Sin embargo, al amanecer, fueron saliendo a los distintos senderos grupos de guerrilleros embravecidos. Escuadras, guerrillas, compañías cuyos integrantes al encontrarse intercambiaban sobre su experiencia y la presencia enemiga en el área. Pronto se fue diseñando la respuesta organizada. Era obvio que se había producido desembarco de tropa.
Nadie podía dar razón exacta de El Mono. La muchacha que prestaba guardia al pie de caleta, aseguraba haberlo visto tras el primer estallido. Ella había caído sentada en el hueco de 3 por 4 metros en cuyo suelo estaba la cama de El Mono, a dos metros de profundidad, una trinchera corriente, sólo que mucho más grande que las habituales.
El camarada había llegado hasta ella y la había ayudado a ponerse en pie.
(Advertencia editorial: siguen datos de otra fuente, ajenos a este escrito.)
//! Weak Jacobi forms of weight 0 and their q-expansions.
//!
//! A weak Jacobi form `φ(τ, z)` of index `m` is stored through the
//! expansion of `y^m φ`, where `q = e^{2πiτ}` and `y = e^{2πiz}`. For
//! half-integral `m = D/2` this keeps every exponent of `y` integral, and
//! the stored coefficients satisfy `c(n, e) = c(n, D - e)` for even weight.
//! This is the normalization of elliptic genera: the `q^0` coefficient of
//! the genus of a `D`-dimensional manifold is its `χ_y` genus.
//!
//! # Examples
//!
//! ```
//! use elliptic_genus::jacobi::{basis_integral, phi_0_1};
//! use elliptic_genus::algebra::integer;
//!
//! // φ_{0,1} = (y^{-1} + 10 + y) + O(q)
//! let phi = phi_0_1(2);
//! let q0 = phi.expansion().coefficient(0).expect("precision 2");
//! assert_eq!(q0.coefficient(1), integer(10));
//! assert_eq!(basis_integral(3, 2)?.len(), 3);
//! # Ok::<(), elliptic_genus::Error>(())
//! ```

use std::fmt;

use serde::Serialize;

use crate::algebra::{Laurent, Rational, Series};
use crate::error::Result;

mod basis;
mod eisenstein;
mod generators;

pub use basis::{basis_half_integral, basis_integral};
pub use eisenstein::eisenstein;
pub use generators::{phi_0_1, phi_0_3_2, phi_minus2_1};

/// A series in `q` with Laurent polynomials in `y` as coefficients.
pub type JacobiSeries = Series<Laurent<Rational>>;

/// A weak Jacobi form, known up to `O(q^precision)`.
#[derive(Clone, Debug, PartialEq, Serialize)]
pub struct WeakJacobiForm {
    weight: i32,
    double_index: usize,
    expansion: JacobiSeries,
}

impl WeakJacobiForm {
    /// A form of the given weight and index `double_index / 2`, from the
    /// expansion of `y^{double_index / 2} φ`.
    #[must_use]
    pub fn new(weight: i32, double_index: usize, expansion: JacobiSeries) -> Self {
        Self {
            weight,
            double_index,
            expansion,
        }
    }

    /// The constant form `1` of weight and index zero.
    #[must_use]
    pub fn one(precision: usize) -> Self {
        Self::new(0, 0, Series::one(precision))
    }

    /// Modular weight.
    #[must_use]
    pub fn weight(&self) -> i32 {
        self.weight
    }

    /// Twice the index.
    #[must_use]
    pub fn double_index(&self) -> usize {
        self.double_index
    }

    /// The stored expansion of `y^{index} φ`.
    #[must_use]
    pub fn expansion(&self) -> &JacobiSeries {
        &self.expansion
    }

    /// Number of known `q` coefficients.
    #[must_use]
    pub fn precision(&self) -> usize {
        self.expansion.precision()
    }

    /// The coefficient of `q^n y^e` in the stored expansion.
    #[must_use]
    pub fn coefficient(&self, n: usize, e: i32) -> Option<Rational> {
        self.expansion.coefficient(n).map(|c| c.coefficient(e))
    }

    /// The product, adding weights and indices.
    #[must_use]
    pub fn product(&self, other: &Self) -> Self {
        Self {
            weight: self.weight + other.weight,
            double_index: self.double_index + other.double_index,
            expansion: self.expansion.clone() * other.expansion.clone(),
        }
    }

    /// `self^exp`.
    #[must_use]
    pub fn pow(&self, exp: u32) -> Self {
        (0..exp).fold(Self::one(self.precision()), |acc, _| acc.product(self))
    }

    /// Multiplies by a modular form of the given weight.
    #[must_use]
    pub fn mul_modular(&self, form: &Series<Rational>, weight: i32) -> Self {
        Self {
            weight: self.weight + weight,
            double_index: self.double_index,
            expansion: self.expansion.clone() * form.map(|c| Laurent::constant(c.clone())),
        }
    }

    /// Drops every term from `q^precision` on.
    ///
    /// # Errors
    ///
    /// Returns [`crate::Error::PrecisionExceeded`] when the form is not known that far.
    pub fn truncate(&self, precision: usize) -> Result<Self> {
        Ok(Self {
            weight: self.weight,
            double_index: self.double_index,
            expansion: self.expansion.truncate(precision)?,
        })
    }

    /// The `q`-series at `y = 1`.
    #[must_use]
    pub fn at_y_equals_one(&self) -> Series<Rational> {
        self.expansion.map(Laurent::sum_coefficients)
    }

    /// True when `c(n, e) = c(n, D - e)` for every known coefficient.
    #[must_use]
    pub fn is_symmetric(&self) -> bool {
        let d = self.double_index as i32;
        self.expansion
            .coefficients()
            .iter()
            .all(|c| c.terms().all(|(e, a)| c.coefficient(d - e) == *a))
    }
}

impl fmt::Display for WeakJacobiForm {
    fn fmt(&self, f: &mut fmt::Formatter<'_>) -> fmt::Result {
        write!(
            f,
            "weight {} index {}/2: {}",
            self.weight, self.double_index, self.expansion
        )
    }
}

#[cfg(test)]
mod tests {
    use super::*;
    use crate::algebra::integer;

    #[test]
    fn products_add_weight_and_index() {
        let a = phi_minus2_1(3);
        let c = phi_0_3_2(3);
        let ac = a.product(&c);
        assert_eq!(ac.weight(), -2);
        assert_eq!(ac.double_index(), 5);
        assert!(ac.is_symmetric());
        assert_eq!(a.pow(2).double_index(), 4);
        assert_eq!(a.pow(0), WeakJacobiForm::one(3));
    }

    #[test]
    fn modular_factor_keeps_index() {
        let e4 = eisenstein(4, 3).expect("even weight");
        let form = phi_minus2_1(3).pow(2).mul_modular(&e4, 4);
        assert_eq!(form.weight(), 0);
        assert_eq!(form.double_index(), 4);
        // q^0 of φ_{-2,1}^2 E4 is (1 - y)^4
        assert_eq!(form.coefficient(0, 2), Some(integer(6)));
        assert_eq!(form.coefficient(5, 0), None);
    }

    #[test]
    fn truncation_and_specialization() {
        let phi = phi_0_1(4);
        let cut = phi.truncate(2).expect("within precision");
        assert_eq!(cut.precision(), 2);
        assert!(phi.truncate(5).is_err());
        // φ_{0,1}(τ, 0) = 12
        assert_eq!(phi.at_y_equals_one(), Series::constant(integer(12), 4));
    }

    #[test]
    fn display_names_index() {
        let text = phi_minus2_1(1).to_string();
        assert!(text.starts_with("weight -2 index 2/2: "), "{text}");
    }
}
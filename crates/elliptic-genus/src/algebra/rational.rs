//! Exact rationals and the small number-theoretic helpers built on them.

use num_bigint::BigInt;
use num_rational::BigRational;
use num_traits::{One, Signed, ToPrimitive, Zero};

use crate::error::{Error, Result};

/// Exact rational number used throughout the crate.
pub type Rational = BigRational;

/// Converts an integer into a [`Rational`].
#[inline]
#[must_use]
pub fn integer(n: i64) -> Rational {
    Rational::from_integer(BigInt::from(n))
}

/// The fraction `numer / denom`; `denom` must be nonzero.
#[inline]
#[must_use]
pub fn fraction(numer: i64, denom: i64) -> Rational {
    Rational::new(BigInt::from(numer), BigInt::from(denom))
}

/// `base^exp` by repeated squaring.
#[must_use]
pub fn power(base: &Rational, mut exp: u32) -> Rational {
    let mut result = Rational::one();
    let mut square = base.clone();
    while exp > 0 {
        if exp & 1 == 1 {
            result *= &square;
        }
        square = &square * &square;
        exp >>= 1;
    }
    result
}

/// `n!`
#[must_use]
pub fn factorial(n: usize) -> BigInt {
    (1..=n).fold(BigInt::one(), |acc, k| acc * BigInt::from(k))
}

/// The binomial coefficient `C(n, k)`.
#[must_use]
pub fn binomial(n: usize, k: usize) -> BigInt {
    if k > n {
        return BigInt::zero();
    }
    let k = k.min(n - k);
    let mut acc = BigInt::one();
    for i in 0..k {
        acc = acc * BigInt::from(n - i) / BigInt::from(i + 1);
    }
    acc
}

/// Bernoulli numbers `B_0 ..= B_n` with `B_1 = -1/2`.
///
/// Uses the recurrence `Σ_{j=0}^{m} C(m+1, j) B_j = 0`.
#[must_use]
pub fn bernoulli_numbers(n: usize) -> Vec<Rational> {
    let mut numbers: Vec<Rational> = Vec::with_capacity(n + 1);
    numbers.push(Rational::one());
    for m in 1..=n {
        let mut acc = Rational::zero();
        for (j, b) in numbers.iter().enumerate() {
            acc += Rational::from_integer(binomial(m + 1, j)) * b;
        }
        numbers.push(-acc / Rational::from_integer(BigInt::from(m + 1)));
    }
    numbers
}

/// The divisor sum `σ_k(n) = Σ_{d | n} d^k`.
#[must_use]
pub fn divisor_sigma(n: usize, k: u32) -> BigInt {
    (1..=n)
        .filter(|d| n % d == 0)
        .map(|d| BigInt::from(d).pow(k))
        .fold(BigInt::zero(), |acc, term| acc + term)
}

/// The first `count` primes.
#[must_use]
pub fn primes(count: usize) -> Vec<u64> {
    let mut found: Vec<u64> = Vec::with_capacity(count);
    let mut candidate = 2u64;
    while found.len() < count {
        if found
            .iter()
            .take_while(|p| **p * **p <= candidate)
            .all(|p| candidate % p != 0)
        {
            found.push(candidate);
        }
        candidate += 1;
    }
    found
}

/// Converts an integral rational to `i64`.
///
/// # Errors
///
/// Returns [`Error::Arithmetic`] when `value` is not an integer or does not fit.
pub fn to_i64(value: &Rational) -> Result<i64> {
    if !value.is_integer() {
        return Err(Error::Arithmetic(format!("{value} is not an integer")));
    }
    value
        .to_integer()
        .to_i64()
        .ok_or_else(|| Error::Arithmetic(format!("{value} does not fit in i64")))
}

/// Converts a nonnegative integral rational to `usize`.
///
/// # Errors
///
/// Returns [`Error::Arithmetic`] when `value` is negative or not an integer.
pub fn to_usize(value: &Rational) -> Result<usize> {
    if value.is_negative() || !value.is_integer() {
        return Err(Error::Arithmetic(format!(
            "{value} is not a nonnegative integer"
        )));
    }
    value
        .to_integer()
        .to_usize()
        .ok_or_else(|| Error::Arithmetic(format!("{value} does not fit in usize")))
}

#[cfg(test)]
mod tests {
    use super::*;

    #[test]
    fn bernoulli_values() {
        let b = bernoulli_numbers(8);
        assert_eq!(b[1], fraction(-1, 2));
        assert_eq!(b[2], fraction(1, 6));
        assert_eq!(b[3], Rational::zero());
        assert_eq!(b[4], fraction(-1, 30));
        assert_eq!(b[6], fraction(1, 42));
        assert_eq!(b[8], fraction(-1, 30));
    }

    #[test]
    fn divisor_sums() {
        assert_eq!(divisor_sigma(6, 1), BigInt::from(12));
        assert_eq!(divisor_sigma(2, 3), BigInt::from(9));
        assert_eq!(divisor_sigma(3, 5), BigInt::from(244));
    }

    #[test]
    fn binomials_and_factorials() {
        assert_eq!(binomial(6, 2), BigInt::from(15));
        assert_eq!(binomial(2, 5), BigInt::zero());
        assert_eq!(factorial(5), BigInt::from(120));
        assert_eq!(power(&fraction(-1, 2), 3), fraction(-1, 8));
    }

    #[test]
    fn first_primes() {
        assert_eq!(primes(6), vec![2, 3, 5, 7, 11, 13]);
    }

    #[test]
    fn integral_conversions() {
        assert_eq!(to_i64(&integer(-7)).ok(), Some(-7));
        assert!(to_i64(&fraction(1, 2)).is_err());
        assert!(to_usize(&integer(-1)).is_err());
    }
}
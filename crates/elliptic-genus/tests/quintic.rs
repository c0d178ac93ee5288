//! Calabi–Yau complete intersections.
//!
//! The quintic threefold in `P^4` and the quartic K3 surface in `P^3` have
//! well-known invariants: their elliptic genera are `χ/2 · φ_{0,3/2}` and
//! `2 φ_{0,1}` respectively.

use elliptic_genus::algebra::{integer, Laurent, Rational, Series};
use elliptic_genus::jacobi::{phi_0_1, phi_0_3_2};
use elliptic_genus::{
    chern_number, chi_y, elliptic_genus, elliptic_genus_from_chern_numbers, euler_characteristic,
    ChernNumbers, CompleteIntersection, HomogeneousSpace, IrreducibleEquivariantVectorBundle,
    ParabolicSubgroup, Variety, VectorBundle,
};

fn projective(n: usize) -> HomogeneousSpace {
    let group = format!("A{n}").parse().expect("valid group");
    let levi = format!("A{}", n - 1).parse().expect("valid levi");
    HomogeneousSpace::new(ParabolicSubgroup::new(group, levi, &[1]).expect("P^n"))
}

fn line(space: &HomogeneousSpace, k: i64) -> IrreducibleEquivariantVectorBundle {
    let mut hw = vec![0; space.parabolic_subgroup().root_system().rank()];
    hw[0] = k;
    IrreducibleEquivariantVectorBundle::new(space.clone(), &hw).expect("line bundle")
}

fn quintic() -> CompleteIntersection {
    let p4 = projective(4);
    CompleteIntersection::new(p4.clone(), line(&p4, 5)).expect("quintic")
}

fn quartic() -> CompleteIntersection {
    let p3 = projective(3);
    CompleteIntersection::new(p3.clone(), line(&p3, 4)).expect("quartic")
}

fn laurent(pairs: &[(i32, i64)]) -> Laurent<Rational> {
    Laurent::from_terms(pairs.iter().map(|&(e, c)| (e, integer(c))))
}

// =============================================================================
// Quintic threefold
// =============================================================================

#[test]
fn quintic_invariants() {
    let x = quintic();
    assert_eq!(x.dimension(), 3);
    assert_eq!(chern_number(&x, &[3]).expect("integrable"), integer(-200));
    assert_eq!(
        euler_characteristic(&x, &x.tangent_bundle()).expect("integrable"),
        integer(-100)
    );
    // h^0(O(1)) = 5 on the quintic
    let h = x.restrict(&line(x.ambient(), 1)).expect("restrictable");
    assert_eq!(euler_characteristic(&x, &h).expect("integrable"), integer(5));
}

#[test]
fn quintic_chi_y() {
    let chi = chi_y(&quintic()).expect("integrable");
    assert_eq!(chi, laurent(&[(1, -100), (2, -100)]));
}

#[test]
fn quintic_elliptic_genus() {
    let x = quintic();
    let genus = elliptic_genus(&x, 3).expect("Jacobi fit");
    let expected = phi_0_3_2(4).expansion().scale(&integer(-100));
    assert_eq!(genus, expected);
    assert_eq!(
        genus.coefficient(1),
        Some(&laurent(&[(-1, 100), (1, -100), (2, -100), (4, 100)]))
    );
    // at y = 1 the genus is the Euler number
    let at_one = genus.map(Laurent::sum_coefficients);
    assert_eq!(at_one, Series::constant(integer(-200), 4));
}

#[test]
fn quintic_direct_expansion_matches_the_jacobi_form() {
    let numbers = ChernNumbers::compute(&quintic()).expect("integrable");
    assert!(numbers.first_chern_class_vanishes());
    let direct = elliptic_genus_from_chern_numbers(&numbers, 2).expect("expansion");
    assert_eq!(direct, phi_0_3_2(3).expansion().scale(&integer(-100)));
}

// =============================================================================
// K3 surface
// =============================================================================

#[test]
fn k3_elliptic_genus() {
    let k3 = quartic();
    assert_eq!(chern_number(&k3, &[2]).expect("integrable"), integer(24));
    assert_eq!(chern_number(&k3, &[1, 1]).expect("integrable"), integer(0));
    let genus = elliptic_genus(&k3, 2).expect("Jacobi fit");
    assert_eq!(genus, phi_0_1(3).expansion().scale(&integer(2)));
    assert_eq!(genus.coefficient(0), Some(&laurent(&[(0, 2), (1, 20), (2, 2)])));
}

#[test]
fn k3_structure_sheaf_and_tangent_bundle() {
    let k3 = quartic();
    let trivial = elliptic_genus::ChernBundle::trivial(k3.base(), 1);
    assert_eq!(euler_characteristic(&k3, &trivial).expect("integrable"), integer(2));
    // χ(T) = -h^{1,1} = -20
    assert_eq!(
        euler_characteristic(&k3, &k3.tangent_bundle()).expect("integrable"),
        integer(-20)
    );
    assert_eq!(k3.tangent_bundle().rank(), 2);
}
#[cfg(test)]
mod tests {
    use super::*;

    fn new_table() -> XRefTable {
        XRefTable::new(DocumentId::new())
    }

    fn dict_with(key: &str, target: ObjectId) -> Object {
        let mut dict = Dictionary::new();
        dict.set(key, target);
        Object::Dictionary(dict)
    }

    #[test]
    fn test_add_object_assigns_increasing_numbers() {
        let mut table = new_table();
        let a = table.add_object(Object::Integer(1)).unwrap();
        let b = table.add_object(Object::Integer(2)).unwrap();

        assert_eq!(a, ObjectId::new(1, 0));
        assert_eq!(b, ObjectId::new(2, 0));
        assert_eq!(table.max_object_number(), 2);
        assert_eq!(table.get_object(b), Some(&Object::Integer(2)));
    }

    #[test]
    fn test_add_empty_identifier_gets_next_number() {
        let mut table = new_table();
        table.add_object(Object::Null).unwrap();
        let reference =
            IndirectReference::from_object(Object::Boolean(true), ObjectId::EMPTY, None).unwrap();

        let id = table.add(reference).unwrap();
        assert_eq!(id, ObjectId::new(2, 0));
        assert_eq!(table.get(id).unwrap().id(), id);
    }

    #[test]
    fn test_duplicate_identifier_last_wins() {
        let mut table = new_table();
        let id = ObjectId::new(4, 0);
        table
            .add(IndirectReference::from_object(Object::Integer(1), id, Some(10)).unwrap())
            .unwrap();
        table
            .add(IndirectReference::from_object(Object::Integer(2), id, Some(90)).unwrap())
            .unwrap();

        assert_eq!(table.len(), 1);
        assert_eq!(table.get_object(id), Some(&Object::Integer(2)));
        assert_eq!(table.get(id).unwrap().position(), Some(90));
        assert_eq!(table.max_object_number(), 4);
    }

    #[test]
    fn test_add_object_rejects_reference_edge() {
        let mut table = new_table();
        let id = table.add_object(Object::Null).unwrap();

        let result = table.add_object(Object::Reference(id));
        assert!(matches!(result, Err(PdfError::InvalidOperation(_))));
        assert_eq!(table.len(), 1);
    }

    #[test]
    fn test_try_add_object_is_idempotent() {
        let mut table = new_table();
        let (id, inserted) = table.try_add_object(Object::Integer(5)).unwrap();
        assert!(inserted);

        let (again, inserted) = table.try_add_object(Object::Reference(id)).unwrap();
        assert!(!inserted);
        assert_eq!(again, id);
        assert_eq!(table.len(), 1);
    }

    #[test]
    fn test_reference_from_other_document_is_rejected() {
        let mut first = new_table();
        let mut second = new_table();
        let id = first.add_object(Object::Integer(1)).unwrap();
        let stolen = first.remove(id).unwrap();

        assert!(matches!(
            second.add(stolen),
            Err(PdfError::InvalidOperation(_))
        ));
        assert!(second.is_empty());
    }

    #[test]
    fn test_remove_does_not_reuse_numbers() {
        let mut table = new_table();
        let a = table.add_object(Object::Null).unwrap();
        table.add_object(Object::Null).unwrap();
        let removed = table.remove(a).unwrap();
        assert_eq!(removed.id(), a);

        let c = table.add_object(Object::Null).unwrap();
        assert_eq!(c.number(), 3);
        assert!(table.get(a).is_none());
        assert!(table.get_object(a).is_none());
    }

    #[test]
    fn test_object_number_limit() {
        let mut table = new_table();

        let oversized = IndirectReference::for_object_id(ObjectId::new(u32::MAX, 0), 10);
        assert!(matches!(
            table.add(oversized),
            Err(PdfError::InvalidStructure(_))
        ));
        assert!(table.is_empty());
        assert_eq!(table.max_object_number(), 0);

        let last = IndirectReference::from_object(
            Object::Integer(1),
            ObjectId::new(MAX_OBJECT_NUMBER, 0),
            None,
        )
        .unwrap();
        table.add(last).unwrap();
        table.add_object(Object::Integer(2)).unwrap_err();
        assert!(table.new_object_number().is_err());
        assert_eq!(table.len(), 1);
        assert_eq!(table.max_object_number(), MAX_OBJECT_NUMBER);
    }

    #[test]
    fn test_resolve_guards_loading_placeholders() {
        let mut table = new_table();
        table.set_under_construction(true);
        let id = table
            .add(IndirectReference::for_object_id(ObjectId::new(3, 0), 42))
            .unwrap();

        assert!(matches!(
            table.resolve(id),
            Err(PdfError::InvalidOperation(_))
        ));
        assert!(matches!(
            table.resolve(ObjectId::new(8, 0)),
            Err(PdfError::InvalidReference(_))
        ));

        table.get_mut(id).unwrap().bind(Object::Integer(3)).unwrap();
        table.set_under_construction(false);
        assert_eq!(table.resolve(id).unwrap(), &Object::Integer(3));
    }

    #[test]
    fn test_position_of_object_behind() {
        let mut table = new_table();
        table.set_under_construction(true);
        for (number, position) in [(1, 15), (2, 300), (3, 120), (4, 120)] {
            table
                .add(IndirectReference::for_object_id(
                    ObjectId::new(number, 0),
                    position,
                ))
                .unwrap();
        }

        assert_eq!(
            table.position_of_object_behind(ObjectId::new(1, 0), 15),
            Some(120)
        );
        assert_eq!(
            table.position_of_object_behind(ObjectId::new(3, 0), 120),
            Some(300)
        );
        assert_eq!(
            table.position_of_object_behind(ObjectId::new(2, 0), 300),
            None
        );
    }

    #[test]
    fn test_closure_follows_edges_and_cycles() {
        let mut table = new_table();
        let page = table.add_object(Object::Null).unwrap();
        let pages = table.add_object(dict_with("Kids", page)).unwrap();
        table
            .get_mut(page)
            .unwrap()
            .replace_value(dict_with("Parent", pages))
            .unwrap();
        let orphan = table.add_object(Object::Integer(9)).unwrap();

        let mut root = dict_with("Pages", pages);
        let reachable = table.transitive_closure(&mut root, None).unwrap();

        assert_eq!(reachable, BTreeSet::from([page, pages]));
        assert!(!reachable.contains(&orphan));
    }

    #[test]
    fn test_closure_of_object_includes_itself() {
        let mut table = new_table();
        let leaf = table.add_object(Object::Integer(1)).unwrap();
        let node = table.add_object(dict_with("Leaf", leaf)).unwrap();

        let reachable = table.transitive_closure_of(node, None).unwrap();
        assert_eq!(reachable, BTreeSet::from([leaf, node]));

        let shallow = table.transitive_closure_of(node, Some(0)).unwrap();
        assert_eq!(shallow, BTreeSet::from([node]));
    }

    #[test]
    fn test_dangling_edge_becomes_dead_object() {
        let mut table = new_table();
        let missing = ObjectId::new(999, 0);
        let holder = table.add_object(dict_with("Lost", missing)).unwrap();

        let mut root = dict_with("Holder", holder);
        let reachable = table.transitive_closure(&mut root, None).unwrap();

        assert_eq!(table.dead_object_count(), 1);
        let dead = table.dead_object_id().unwrap();
        assert!(reachable.contains(&dead));

        let holder_dict = table.get_object(holder).and_then(Object::as_dict).unwrap();
        assert_eq!(holder_dict.get_reference("Lost"), Some(dead));

        let dead_dict = table.get_object(dead).and_then(Object::as_dict).unwrap();
        assert_eq!(dead_dict.get_integer(DEAD_OBJECT_COUNT_KEY), Some(1));
    }

    #[test]
    fn test_compact_drops_unreachable() {
        let mut table = new_table();
        let catalog = table.add_object(Object::Null).unwrap();
        table.add_object(Object::Integer(1)).unwrap();
        let kept = table.add_object(Object::Integer(2)).unwrap();
        table
            .get_mut(catalog)
            .unwrap()
            .replace_value(dict_with("Kept", kept))
            .unwrap();
        table.add_object(Object::Integer(3)).unwrap();

        let mut trailer = Dictionary::new();
        trailer.set("Root", catalog);

        let removed = table.compact(&mut trailer).unwrap();
        assert_eq!(removed, 2);
        assert_eq!(table.ids(), vec![catalog, kept]);
        assert_eq!(table.max_object_number(), 3);
    }

    #[test]
    fn test_renumber_is_dense_and_idempotent() {
        let mut table = new_table();
        table.set_under_construction(true);
        for number in [4u32, 9, 17] {
            let id = ObjectId::new(number, 0);
            let next = ObjectId::new(if number == 17 { 4 } else { number + 5 }, 0);
            let mut reference = IndirectReference::for_object_id(id, number as u64);
            reference.bind(dict_with("Next", next)).unwrap();
            table.add(reference).unwrap();
        }
        table.set_under_construction(false);

        let mut trailer = Dictionary::new();
        trailer.set("Root", ObjectId::new(9, 0));

        let mapping = table.renumber(&mut trailer).unwrap();
        assert_eq!(mapping[&ObjectId::new(17, 0)], ObjectId::new(3, 0));
        assert_eq!(
            table.ids(),
            vec![
                ObjectId::new(1, 0),
                ObjectId::new(2, 0),
                ObjectId::new(3, 0)
            ]
        );
        assert_eq!(trailer.get_reference("Root"), Some(ObjectId::new(2, 0)));
        let third = table.get_object(ObjectId::new(3, 0)).unwrap();
        assert_eq!(
            third.as_dict().unwrap().get_reference("Next"),
            Some(ObjectId::new(1, 0))
        );
        assert_eq!(table.max_object_number(), 3);

        let before: Vec<_> = table.iter().map(|r| (r.id(), r.value().cloned())).collect();
        let second = table.renumber(&mut trailer).unwrap();
        assert!(second.iter().all(|(old, new)| old == new));
        let after: Vec<_> = table.iter().map(|r| (r.id(), r.value().cloned())).collect();
        assert_eq!(before, after);
    }

    #[test]
    fn test_whole_graph_operations_refused_while_loading() {
        let mut table = new_table();
        table.set_under_construction(true);
        let mut trailer = Dictionary::new();
        assert!(table.compact(&mut trailer).is_err());
        assert!(table.renumber(&mut trailer).is_err());
    }

    #[test]
    fn test_verify_consistency_detects_unbound_after_loading() {
        let mut table = new_table();
        table.set_under_construction(true);
        table
            .add(IndirectReference::for_object_id(ObjectId::new(1, 0), 0))
            .unwrap();
        assert!(table.verify_consistency().is_ok());

        table.set_under_construction(false);
        assert!(table.verify_consistency().is_err());
    }
}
Le aconsejó ir hasta su caleta y sacar su equipo. Ella corrió animada por él y lo escuchó dirigirse a Xiomara Patascoy, Diana y Quino, indicándoles que había que sacar solo lo más necesario. En cuanto ella alcanzaba su caleta y su trinchera, oyó un nuevo estallido de bombas a su espalda.
Aquel lugar desapareció en cuestión se segundos. Nadie sabía qué había sido de El Mono. Todos creíamos que había logrado salir a salvo y que en cualquier instante nos comunicarían dónde se hallaba. Pero fue inútil. Las noticias comenzaron a radiar desde la noche siguiente la noticia. El Presidente Santos la confirmó a la mañana siguiente.
El Mono había muerto y el Ejército había conseguido evacuar su cadáver como prueba. El espectáculo circense de sus restos expuestos volvió a confirmar una táctica. Cuántas veces fuera posible revictimizar al caído había que hacerlo. Matarlo una y otra vez a los ojos de todos serviría de escarnio. La superioridad demostrada con la exaltación de la vileza.
Ocho años después, firmado el Acuerdo de Paz de La Habana, cuando se anuncia por el partido FARC la celebración de un pequeño homenaje en memoria de Jorge Suarez Briceño, El Mono, la respuesta que proviene del poder y los medios es histérica y escandalosa. Da la impresión de que temen no haber conseguido su propósito. Hay que seguir matándolo hasta el fin.